Abstract 466: Protein Phosphatase 2A and c-Myc as Intracellular Messengers in the Natriuretic Renal Dopaminergic System

Abstract

G protein-coupled receptor kinase 4 (GRK4) is known to negatively regulate the dopamine-1 receptor (D 1 R) in human renal proximal tubule cells (RPTC) leading to reduced sodium excretion. c-Myc is a transcription factor involved in positive regulation of G protein-coupled receptor kinase 4 (GRK4). Protein phosphatase 2A (PP2A) inhibits c-Myc by dephosphorylating a residue that normally stabilizes c-Myc. We have previously shown that stimulation of the natriuretic D 1 R in RPTC led to an increased ratio of PP2A/c-Myc binding.
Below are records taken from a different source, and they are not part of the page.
fn lightbox_view(state: &Lightbox) -> Element<'_, Message> {
    let now = Instant::now();
    let frame = state.modal.frame(now);
    let t = state.modal.transform_now(now);

    // Scale around the frame centre; translation is in pre-scale image
    // coordinates, so the screen offset is translate * scale.
    let width = frame.width * t.scale;
    let height = frame.height * t.scale;
    let x = frame.x + frame.width / 2.0 + t.translate_x * t.scale - width / 2.0;
    let y = frame.y + frame.height / 2.0 + t.translate_y * t.scale - height / 2.0;
    let rect = Rectangle::new(Point::new(x, y), Size::new(width, height));

    let img: Element<'_, Message> = match state.current.and_then(|i| state.viewer_cache.get(&i))
    {
        Some(handle) => image(handle.clone())
            .width(Length::Fill)
            .height(Length::Fill)
            .content_fit(iced::ContentFit::Contain)
            .into(),
        None => match state.current.and_then(|i| state.image_paths.get(i)) {
            Some(path) => image(path.to_string_lossy().to_string())
                .width(Length::Fill)
                .height(Length::Fill)
                .content_fit(iced::ContentFit::Contain)
                .into(),
            None => Space::new().into(),
        },
    };

    let alpha = state.modal.backdrop_opacity(now) * BACKDROP_MAX;
    let backdrop = container(Space::new().width(Length::Fill).height(Length::Fill))
        .width(Length::Fill)
        .height(Length::Fill)
        .style(move |_theme: &Theme| container::Style {
            background: Some(iced::Background::Color(Color {
                r: 0.0,
                g: 0.0,
                b: 0.0,
                a: alpha,
            })),
            ..Default::default()
        });

    let surface = GestureSurface::new(img, rect, Message::Touch);

    if state.image_paths.len() > 1 {
        iced::widget::stack![backdrop, surface, strip_view(state)]
            .width(Length::Fill)
            .height(Length::Fill)
            .into()
    } else {
        iced::widget::stack![backdrop, surface]
            .width(Length::Fill)
            .height(Length::Fill)
            .into()
    }
}

/// Horizontal strip of small thumbnails along the bottom of the
/// overlay, for switching the full-screen image without closing.
fn strip_view(state: &Lightbox) -> Element<'_, Message> {
    let items: Vec<Element<'_, Message>> = state
        .thumbnails
        .iter()
        .enumerate()
        .map(|(index, (_path, handle))| {
            let thumb = image(handle.clone())
                .width(STRIP_SIZE)
                .height(STRIP_SIZE)
                .content_fit(iced::ContentFit::Cover)
                .opacity(if state.current == Some(index) { 1.0 } else { 0.55 });
            button(thumb)
                .on_press(Message::StripImage(index))
                .padding(0)
                .style(button::text)
                .into()
        })
        .collect();

    let strip = scrollable(row(items).spacing(4).padding(8)).direction(
        scrollable::Direction::Horizontal(scrollable::Scrollbar::default()),
    );

    container(strip)
        .width(Length::Fill)
        .align_bottom(Length::Fill)
        .into()
}

const LABEL_COLOR: Color = Color::from_rgb(0.5, 0.5, 0.55);

fn theme(_state: &Lightbox) -> Theme {
    Theme::Dark
}

async fn pick_folder() -> Option<PathBuf> {
    rfd::AsyncFileDialog::new()
        .set_title("Select a photo folder")
        .pick_folder()
        .await
        .map(|handle| handle.path().to_path_buf())
}

async fn scan_folder(folder: PathBuf) -> Vec<PathBuf> {
    let mut paths = Vec::new();
    let mut stack = vec![folder];
    while let Some(dir) = stack.pop() {
        if let Ok(entries) = std::fs::read_dir(&dir) {
            for entry in entries.flatten() {
                let path = entry.path();
                if path.is_dir() {
                    stack.push(path);
                } else if is_image_file(&path) {
                    paths.push(path);
                }
            }
        }
    }
    paths.sort();
    paths
}

fn is_image_file(path: &std::path::Path) -> bool {
    match path.extension().and_then(|e| e.to_str()) {
        Some(ext) => matches!(
            ext.to_lowercase().as_str(),
            "jpg" | "jpeg" | "png" | "gif" | "bmp" | "webp" | "tiff" | "tif"
        ),
        None => false,
    }
}

fn config_dir() -> Option<PathBuf> {
    dirs_next::home_dir().map(|d| d.join(".lightbox"))
}

fn save_last_folder(path: &std::path::Path) {
    if let Some(dir) = config_dir() {
        let _ = std::fs::create_dir_all(&dir);
        let _ = std::fs::write(dir.join("last_folder"), path.to_string_lossy().as_bytes());
    }
}

fn load_last_folder() -> Option<PathBuf> {
    let dir = config_dir()?;
    let data = std::fs::read_to_string(dir.join("last_folder")).ok()?;
    let path = PathBuf::from(data.trim());
    if path.is_dir() {
        Some(path)
    } else {
        None
    }
}
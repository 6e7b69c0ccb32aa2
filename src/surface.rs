//! The full-screen gesture capture surface for the lightbox overlay.
//!
//! A transparent widget that spans the whole window, forwards raw touch
//! events (and left-button mouse input, synthesized as a single finger)
//! to the host synchronously, and draws its child at an arbitrary
//! window rectangle so the morphing/zooming image can be positioned
//! freely, including partly off screen.

use iced::advanced::layout;
use iced::advanced::renderer;
use iced::advanced::widget::tree::Tag;
use iced::advanced::widget::{Operation, Tree};
use iced::advanced::{Clipboard, Layout, Shell, Widget};
use iced::{mouse, touch, Element, Event, Length, Point, Rectangle, Size};

use crate::gesture::{Phase, TouchEvent};

/// Finger id used for synthesized mouse input. Real touch ids come
/// from the windowing system and are remapped up by one.
const MOUSE_FINGER: u64 = 0;

#[derive(Debug, Default)]
struct State {
    /// Left mouse button is currently held down.
    mouse_down: bool,
}

pub struct GestureSurface<'a, Message, Theme = iced::Theme, Renderer = iced::Renderer> {
    content: Element<'a, Message, Theme, Renderer>,
    /// Window rectangle the content is laid out in.
    frame: Rectangle,
    on_touch: Box<dyn Fn(TouchEvent) -> Message + 'a>,
}

impl<'a, Message, Theme, Renderer> GestureSurface<'a, Message, Theme, Renderer> {
    pub fn new(
        content: impl Into<Element<'a, Message, Theme, Renderer>>,
        frame: Rectangle,
        on_touch: impl Fn(TouchEvent) -> Message + 'a,
    ) -> Self {
        Self {
            content: content.into(),
            frame,
            on_touch: Box::new(on_touch),
        }
    }
}

impl<Message, Theme, Renderer> Widget<Message, Theme, Renderer>
    for GestureSurface<'_, Message, Theme, Renderer>
where
    Renderer: iced::advanced::Renderer,
{
    fn tag(&self) -> Tag {
        Tag::of::<State>()
    }

    fn state(&self) -> iced::advanced::widget::tree::State {
        iced::advanced::widget::tree::State::new(State::default())
    }

    fn size(&self) -> Size<Length> {
        Size::new(Length::Fill, Length::Fill)
    }

    fn children(&self) -> Vec<Tree> {
        vec![Tree::new(&self.content)]
    }

    fn diff(&self, tree: &mut Tree) {
        tree.diff_children(std::slice::from_ref(&self.content));
    }

    fn layout(
        &mut self,
        tree: &mut Tree,
        renderer: &Renderer,
        limits: &layout::Limits,
    ) -> layout::Node {
        let size = limits.max();
        let child_limits = layout::Limits::new(
            Size::ZERO,
            Size::new(self.frame.width, self.frame.height),
        );
        let child = self
            .content
            .as_widget_mut()
            .layout(&mut tree.children[0], renderer, &child_limits)
            .move_to(Point::new(self.frame.x, self.frame.y));
        layout::Node::with_children(size, vec![child])
    }

    fn operate(
        &mut self,
        tree: &mut Tree,
        layout: Layout<'_>,
        renderer: &Renderer,
        operation: &mut dyn Operation,
    ) {
        if let Some(child) = layout.children().next() {
            self.content
                .as_widget_mut()
                .operate(&mut tree.children[0], child, renderer, operation);
        }
    }

    fn update(
        &mut self,
        tree: &mut Tree,
        event: &Event,
        _layout: Layout<'_>,
        cursor: iced::mouse::Cursor,
        _renderer: &Renderer,
        _clipboard: &mut dyn Clipboard,
        shell: &mut Shell<'_, Message>,
        _viewport: &Rectangle,
    ) {
        let state = tree.state.downcast_mut::<State>();

        let touch_event = match event {
            Event::Touch(touch::Event::FingerPressed { id, position }) => Some(TouchEvent {
                phase: Phase::Down,
                finger: id.0 + 1,
                position: *position,
            }),
            Event::Touch(touch::Event::FingerMoved { id, position }) => Some(TouchEvent {
                phase: Phase::Move,
                finger: id.0 + 1,
                position: *position,
            }),
            Event::Touch(
                touch::Event::FingerLifted { id, position }
                | touch::Event::FingerLost { id, position },
            ) => Some(TouchEvent {
                phase: Phase::Up,
                finger: id.0 + 1,
                position: *position,
            }),
            Event::Mouse(mouse::Event::ButtonPressed(mouse::Button::Left)) => {
                cursor.position().map(|position| {
                    state.mouse_down = true;
                    TouchEvent {
                        phase: Phase::Down,
                        finger: MOUSE_FINGER,
                        position,
                    }
                })
            }
            Event::Mouse(mouse::Event::CursorMoved { .. }) if state.mouse_down => {
                cursor.position().map(|position| TouchEvent {
                    phase: Phase::Move,
                    finger: MOUSE_FINGER,
                    position,
                })
            }
            Event::Mouse(mouse::Event::ButtonReleased(mouse::Button::Left))
                if state.mouse_down =>
            {
                state.mouse_down = false;
                Some(TouchEvent {
                    phase: Phase::Up,
                    finger: MOUSE_FINGER,
                    position: cursor.position().unwrap_or(Point::ORIGIN),
                })
            }
            _ => None,
        };

        if let Some(touch_event) = touch_event {
            shell.publish((self.on_touch)(touch_event));
        }
    }

    fn draw(
        &self,
        tree: &Tree,
        renderer: &mut Renderer,
        theme: &Theme,
        style: &renderer::Style,
        layout: Layout<'_>,
        cursor: iced::mouse::Cursor,
        viewport: &Rectangle,
    ) {
        if let Some(child) = layout.children().next() {
            self.content.as_widget().draw(
                &tree.children[0],
                renderer,
                theme,
                style,
                child,
                cursor,
                viewport,
            );
        }
    }
}

impl<'a, Message, Theme, Renderer> From<GestureSurface<'a, Message, Theme, Renderer>>
    for Element<'a, Message, Theme, Renderer>
where
    Message: 'a,
    Theme: 'a,
    Renderer: iced::advanced::Renderer + 'a,
{
    fn from(surface: GestureSurface<'a, Message, Theme, Renderer>) -> Self {
        Element::new(surface)
    }
}
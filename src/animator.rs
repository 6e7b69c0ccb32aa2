//! Instant-based timing animations and the thumbnail-to-fullscreen
//! box morph.

use std::time::{Duration, Instant};

use iced::{Rectangle, Size};

use crate::transform::Transform;

/// Length of the settle, zoom and morph timing animations.
pub const ANIM_MS: u64 = 100;

fn anim_duration() -> Duration {
    Duration::from_millis(ANIM_MS)
}

/// A value animating linearly from `from` to `to` over [`ANIM_MS`].
#[derive(Debug, Clone, Copy)]
pub struct Tween {
    pub from: f32,
    pub to: f32,
    start: Instant,
}

impl Tween {
    pub fn new(from: f32, to: f32, now: Instant) -> Self {
        Self { from, to, start: now }
    }

    fn progress(&self, now: Instant) -> f32 {
        let elapsed = now.saturating_duration_since(self.start).as_secs_f32();
        (elapsed / anim_duration().as_secs_f32()).min(1.0)
    }

    pub fn value(&self, now: Instant) -> f32 {
        self.from + (self.to - self.from) * self.progress(now)
    }

    pub fn is_done(&self, now: Instant) -> bool {
        self.progress(now) >= 1.0
    }
}

/// A whole transform animating between two states, used to settle the
/// image after a release and to animate double-tap zooms.
#[derive(Debug, Clone, Copy)]
pub struct TransformTween {
    pub from: Transform,
    pub to: Transform,
    start: Instant,
}

impl TransformTween {
    pub fn new(from: Transform, to: Transform, now: Instant) -> Self {
        Self { from, to, start: now }
    }

    fn progress(&self, now: Instant) -> f32 {
        let elapsed = now.saturating_duration_since(self.start).as_secs_f32();
        (elapsed / anim_duration().as_secs_f32()).min(1.0)
    }

    pub fn value(&self, now: Instant) -> Transform {
        let p = self.progress(now);
        let lerp = |a: f32, b: f32| a + (b - a) * p;
        Transform {
            scale: lerp(self.from.scale, self.to.scale),
            translate_x: lerp(self.from.translate_x, self.to.translate_x),
            translate_y: lerp(self.from.translate_y, self.to.translate_y),
        }
    }

    pub fn is_done(&self, now: Instant) -> bool {
        self.progress(now) >= 1.0
    }
}

/// Interpolate the lightbox frame between the inline thumbnail's
/// window-space rectangle at progress 0 and the full viewport at
/// progress 1.
pub fn morph_frame(origin: Rectangle, viewport: Size, progress: f32) -> Rectangle {
    let p = progress.clamp(0.0, 1.0);
    Rectangle {
        x: origin.x * (1.0 - p),
        y: origin.y * (1.0 - p),
        width: origin.width + (viewport.width - origin.width) * p,
        height: origin.height + (viewport.height - origin.height) * p,
    }
}
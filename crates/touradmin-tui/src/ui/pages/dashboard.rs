use chrono::Utc;
use ratatui::{
    layout::Rect,
    text::{Line, Span},
    widgets::Paragraph,
    Frame,
};

use touradmin_core::resources::ResourceKind;

use crate::app::App;
use crate::ui::styles;

use super::content_block;

pub fn render_dashboard(frame: &mut Frame, app: &App, area: Rect, focused: bool) {
    let now = Utc::now();
    let greeting = match &app.config.last_username {
        Some(name) => format!("  Welcome back, {}", name),
        None => "  Welcome back".to_string(),
    };
    let mut lines = vec![
        Line::from(""),
        Line::from(Span::styled(greeting, styles::title_style())),
        Line::from(""),
    ];

    if let (Some(expires_at), Some(left)) = (app.guard.expires_at(), app.guard.countdown_label(now)) {
        let local = expires_at.with_timezone(&chrono::Local);
        let style = if app.guard.is_expiring_soon(now) {
            styles::warning_style()
        } else {
            styles::muted_style()
        };
        lines.push(Line::from(Span::styled(
            format!("  Session valid until {} ({} left)", local.format("%H:%M:%S"), left),
            style,
        )));
        lines.push(Line::from(""));
    }

    lines.push(Line::from(Span::styled("  Manage", styles::highlight_style())));
    for (i, kind) in ResourceKind::ALL.iter().enumerate() {
        let access = if kind.is_editable() { "" } else { "  (read only)" };
        lines.push(Line::from(vec![
            Span::styled(format!("    [{}] ", i + 1), styles::help_key_style()),
            Span::styled(kind.title(), styles::list_item_style()),
            Span::styled(access, styles::muted_style()),
        ]));
    }

    let block = content_block(" Dashboard ".to_string(), focused);
    frame.render_widget(Paragraph::new(lines).block(block), area);
}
Treatment with PMA (protein kinase C inhibitor) led to a decreased PP2A/c-Myc ratio and a lack of cAMP accumulation after stimulation with fenoldopam (FEN, D 1 R agonist). We hypothesized that PP2A plays a key role in regulating natriuresis and that perturbation of PP2A would directly have effects on protein levels of c-Myc, the ratio of PP2A/c-Myc, and the accumulation of cAMP. We used normal RPTCs (nRPTC) and RPTCs that have an uncoupled D 1 R that no longer stimulates adenylyl cyclase (uRPTC). Inhibition of PP2A in uRPTCs with okadaic acid (OA, 100nM, 3 hr) caused an increase in c-Myc protein levels (97.8% ± 18.9 SEM; n=6; p<0.05 (1.44 / 0.73 RFU)), a decrease in the PP2A/c-Myc ratio (-81.8% ± 1.5 SEM; n=6; p<0.05 (1.42 /7.82 RFU)), and a lack of cAMP accumulation upon treatment with SKF38393 (a D 1 R agonist similar to FEN). Activation of PP2A with FTY720 (PP2A activator, 10μM, 3hr) caused a decrease in c-Myc protein levels (- 85.4% ± 2.3 SEM; n=6; p<0.005 (0.11/ 0.73 RFU)), an increase in the PP2A/c-Myc binding ratio by 345.3% ± 90.3 SEM; n=6; p<0.01 (34.82/ 7.82 RFU), and an increase in cAMP accumulation upon stimulation with SKF38393 (94.0% ± 12.4 SEM; n=3; p<0.05 (9.04/4.66 pmole cAMP/mg protein) compared to VEH. In summary, the D 1 R coupling defect found in uRPTCs was restored through activation of PP2A and inhibition of c-Myc. We conclude that PP2A interacts with c-Myc to regulate the natriuretic effect of the D 1 R providing additional insight into the intracellular regulatory events surrounding sodium excretion.